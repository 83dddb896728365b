use mathex::{
    evaluate,
    interpreter::{
        evaluator::{core::Context, function::BUILTIN_FUNCTIONS},
        lexer::tokenize,
        parser::core::parse_line,
    },
};

/// The bindings the reference driver uses: seven positional values for
/// `a b c x y z w`.
const BINDINGS: [(&str, f64); 7] = [("a", 55.0),
                                    ("b", 99.0),
                                    ("c", 27.0),
                                    ("x", 102.0),
                                    ("y", 999.0),
                                    ("z", 2.0),
                                    ("w", 501.0)];

fn bound_context() -> Context {
    let mut context = Context::new();
    for (name, value) in BINDINGS {
        context.define(name, value);
    }
    context
}

fn eval_or_panic(src: &str) -> f64 {
    match evaluate(src, &bound_context()) {
        Ok(value) => value,
        Err(e) => panic!("Expression '{src}' failed: {e}"),
    }
}

fn assert_value(src: &str, expected: f64) {
    let value = eval_or_panic(src);
    assert_eq!(value, expected, "expression '{src}'");
}

fn assert_close(src: &str, expected: f64) {
    let value = eval_or_panic(src);
    let tolerance = 1e-9 * expected.abs().max(value.abs());
    assert!((value - expected).abs() <= tolerance,
            "expression '{src}': expected {expected}, got {value}");
}

fn assert_failure(src: &str) {
    if evaluate(src, &bound_context()).is_ok() {
        panic!("Expression '{src}' succeeded but was expected to fail")
    }
}

#[test]
fn bound_variables_round_trip() {
    for (name, value) in BINDINGS {
        assert_value(name, value);
    }
}

#[test]
fn constants_are_bound() {
    assert_value("pi", std::f64::consts::PI);
    assert_value("e", std::f64::consts::E);
    assert_value("pi_2", std::f64::consts::FRAC_PI_2);
    assert_value("pi_4", std::f64::consts::FRAC_PI_4);
}

#[test]
fn basic_arithmetic() {
    assert_value("1 + 2", 3.0);
    assert_value("8 - 5", 3.0);
    assert_value("7 * 9", 63.0);
    assert_value("10 / 4", 2.5);
    assert_value("10 % 3", 1.0);
    assert_value("7.5 % 2", 1.5);
}

#[test]
fn multiplication_binds_tighter_than_addition() {
    assert_value("a+b*c", 2728.0);
    assert_value("(a+b)*c", 4158.0);
}

#[test]
fn same_precedence_is_left_associative() {
    assert_value("10 - 4 - 3", 3.0);
    assert_value("100 / 10 / 2", 5.0);
    assert_value("10 - 4 + 3", 9.0);
}

#[test]
fn power_is_right_associative() {
    assert_value("2^3^2", 512.0);
    assert_value("(2^3)^2", 64.0);
}

#[test]
fn power_binds_tighter_than_unary_minus() {
    assert_value("-3^2", -9.0);
    assert_value("(-3)^2", 9.0);
    assert_value("2^-1", 0.5);
}

#[test]
fn unary_operators_stack() {
    assert_value("+5", 5.0);
    assert_value("--5", 5.0);
    assert_value("-+5", -5.0);
    assert_value("2 * -3", -6.0);
}

#[test]
fn numeric_literal_forms() {
    assert_value(".5", 0.5);
    assert_value("5.", 5.0);
    assert_value("1e3", 1000.0);
    assert_value("5.e1", 50.0);
    assert_value("2.5e-1", 0.25);
    assert_value("1.25E+2", 125.0);
}

#[test]
fn function_dispatch() {
    assert_value("sqrt(x)", 102.0_f64.sqrt());
    assert_value("abs(-5)", 5.0);
    assert_value("min(a, b)", 55.0);
    assert_value("max(a, b)", 99.0);
    assert_value("floor(3.7)", 3.0);
    assert_value("ceil(3.2)", 4.0);
    assert_value("round(3.5)", 4.0);
    assert_close("pow(2, 10)", 1024.0);
    assert_close("exp(1)", std::f64::consts::E);
    assert_close("tan(pi_4)", 1.0);
    assert_close("cos(0)", 1.0);
}

#[test]
fn trigonometry_and_logarithms_match_the_reference() {
    assert_close("sin(pi/2)", 1.0);
    assert_close("log(e)", 1.0);
    assert_close("logn(2, 8)", 3.0);
    assert_close("logn(10, 1000)", 3.0);
}

#[test]
fn binomial_coefficients() {
    assert_value("ncr(5, 2)", 10.0);
    assert_value("ncr(6, 0)", 1.0);
    assert_value("ncr(2, 5)", 0.0);
    assert_value("ncr(52, 5)", 2_598_960.0);
}

#[test]
fn every_builtin_is_callable() {
    let context = bound_context();

    for name in BUILTIN_FUNCTIONS {
        let unary = format!("{name}(1)");
        let binary = format!("{name}(1, 2)");

        assert!(evaluate(&unary, &context).is_ok() || evaluate(&binary, &context).is_ok(),
                "builtin '{name}' rejected both arities");
    }
}

#[test]
fn nodes_carry_the_operator_offset() {
    let tokens = tokenize("1 + sin(2)").unwrap();
    let expr = parse_line(&mut tokens.iter().peekable()).unwrap();

    assert_eq!(expr.offset(), 2);
}

#[test]
fn calls_nest_and_compose() {
    assert_value("sqrt(abs(-16))", 4.0);
    assert_close("sin(pi/2) + cos(0)", 2.0);
    assert_close("pow(sqrt(z), 2)", 2.0);
}

#[test]
fn whitespace_is_insignificant() {
    assert_value("  1+2  ", 3.0);
    assert_value("1 \t+ 2", 3.0);
}

#[test]
fn re_evaluation_is_bit_identical() {
    let context = bound_context();
    let source = "sin(x) * exp(y / 999) - a^2 % 7";

    let first = evaluate(source, &context).unwrap();
    let second = evaluate(source, &context).unwrap();

    assert_eq!(first.to_bits(), second.to_bits());
}

#[test]
fn ieee_special_values_are_results() {
    assert!(eval_or_panic("1/0").is_infinite());
    assert!(eval_or_panic("1/0").is_sign_positive());
    assert!(eval_or_panic("-1/0").is_sign_negative());
    assert!(eval_or_panic("0/0").is_nan());
    assert!(eval_or_panic("log(-1)").is_nan());
    assert!(eval_or_panic("sqrt(-4)").is_nan());
}

#[test]
fn unrecognized_character_is_error() {
    assert_failure("1 $ 2");
    assert_failure("3 # 4");
}

#[test]
fn malformed_input_is_error() {
    assert_failure("3+");
    assert_failure("sin(2");
    assert_failure("1 + 2 3");
    assert_failure("()");
    assert_failure("");
    assert_failure("   ");
    assert_failure("*2");
}

#[test]
fn unknown_names_are_errors() {
    assert_failure("q");
    assert_failure("foo(1)");
}

#[test]
fn wrong_function_arity_is_error() {
    assert_failure("sin()");
    assert_failure("sin(1, 2)");
    assert_failure("pow(1)");
    assert_failure("sqrt(1, 2)");
}

#[test]
fn failed_lines_do_not_poison_the_context() {
    let context = bound_context();

    assert!(evaluate("3+", &context).is_err());
    assert!(evaluate("sin(2", &context).is_err());
    assert_eq!(evaluate("1 + 2", &context).unwrap(), 3.0);
    assert_eq!(evaluate("a", &context).unwrap(), 55.0);
}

> _What the task requires_:
Check each line of the records for the word "core", and show the lines that contain it.

> _Response area_:
        evaluator::{core::Context, function::BUILTIN_FUNCTIONS},
        parser::core::parse_line,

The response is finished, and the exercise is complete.